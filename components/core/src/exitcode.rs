//! Exit-code contract shared between the Manager and the Watchdog.
//!
//! The Manager's normal lifecycle ends in one of two ways the Watchdog
//! must distinguish from an ordinary crash: a deliberate, non-retryable
//! stop (fatal config, `stop` control command) versus a clean exit that
//! still shouldn't trigger a respawn (e.g. `no_cop` observed mid-run).
//! Any other exit code is a crash and goes through the normal flap path.

/// The child asked not to be retried and is reporting failure.
pub const ERR_NO_RETRY_EXCODE: i32 = 121;

/// The child asked not to be retried but the outcome is not an error.
pub const OK_NO_RETRY_EXCODE: i32 = 120;

/// True if `code` means the Watchdog should not respawn the manager,
/// regardless of flap state.
pub fn is_no_retry(code: i32) -> bool {
    code == ERR_NO_RETRY_EXCODE || code == OK_NO_RETRY_EXCODE
}
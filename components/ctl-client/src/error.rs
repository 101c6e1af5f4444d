// Copyright (c) 2017 Chef Software Inc. and/or applicable contributors
//
// Licensed under the Apache License, Version 2.0 (the "License");
// you may not use this file except in compliance with the License.
// You may obtain a copy of the License at
//
//     http://www.apache.org/licenses/LICENSE-2.0
//
// Unless required by applicable law or agreed to in writing, software
// distributed under the License is distributed on an "AS IS" BASIS,
// WITHOUT WARRANTIES OR CONDITIONS OF ANY KIND, either express or implied.
// See the License for the specific language governing permissions and
// limitations under the License.

use std::error;
use std::fmt;
use std::io;

use ts_ctl_protocol::ErrCode;

pub type Result<T> = ::std::result::Result<T, Error>;

#[derive(Debug)]
pub enum Error {
    /// Could not connect to the control socket at all.
    Connect(io::Error),
    /// Framing or decoding of a request/response failed.
    Protocol(::ts_ctl_protocol::Error),
    /// The connection was replied to with a response whose op-type
    /// does not match what this client sent, which should never
    /// happen given the no-pipelining contract, but is checked anyway.
    Mismatch,
    /// The server responded with a non-`Okay` error code.
    Remote(ErrCode),
}

impl fmt::Display for Error {
    fn fmt(&self, f: &mut fmt::Formatter) -> fmt::Result {
        match *self {
            Error::Connect(ref e) => write!(f, "could not connect to control socket: {}", e),
            Error::Protocol(ref e) => write!(f, "control protocol error: {}", e),
            Error::Mismatch => write!(f, "response did not match the request that was sent"),
            Error::Remote(code) => write!(f, "control server returned error {:?}", code),
        }
    }
}

impl error::Error for Error {
    fn description(&self) -> &str {
        "control client error"
    }
}

impl From<::ts_ctl_protocol::Error> for Error {
    fn from(err: ::ts_ctl_protocol::Error) -> Error {
        Error::Protocol(err)
    }
}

**What the exercise asks:**
Each line in the entries above, starting at the line with "and the Watchdog." and ending at the line with "a deliberate, non-retryable", is to be printed exactly, and only those lines.

**Exercise answer:**
//! Exit-code contract shared between the Manager and the Watchdog.
//!
//! The Manager's normal lifecycle ends in one of two ways the Watchdog
//! must distinguish from an ordinary crash: a deliberate, non-retryable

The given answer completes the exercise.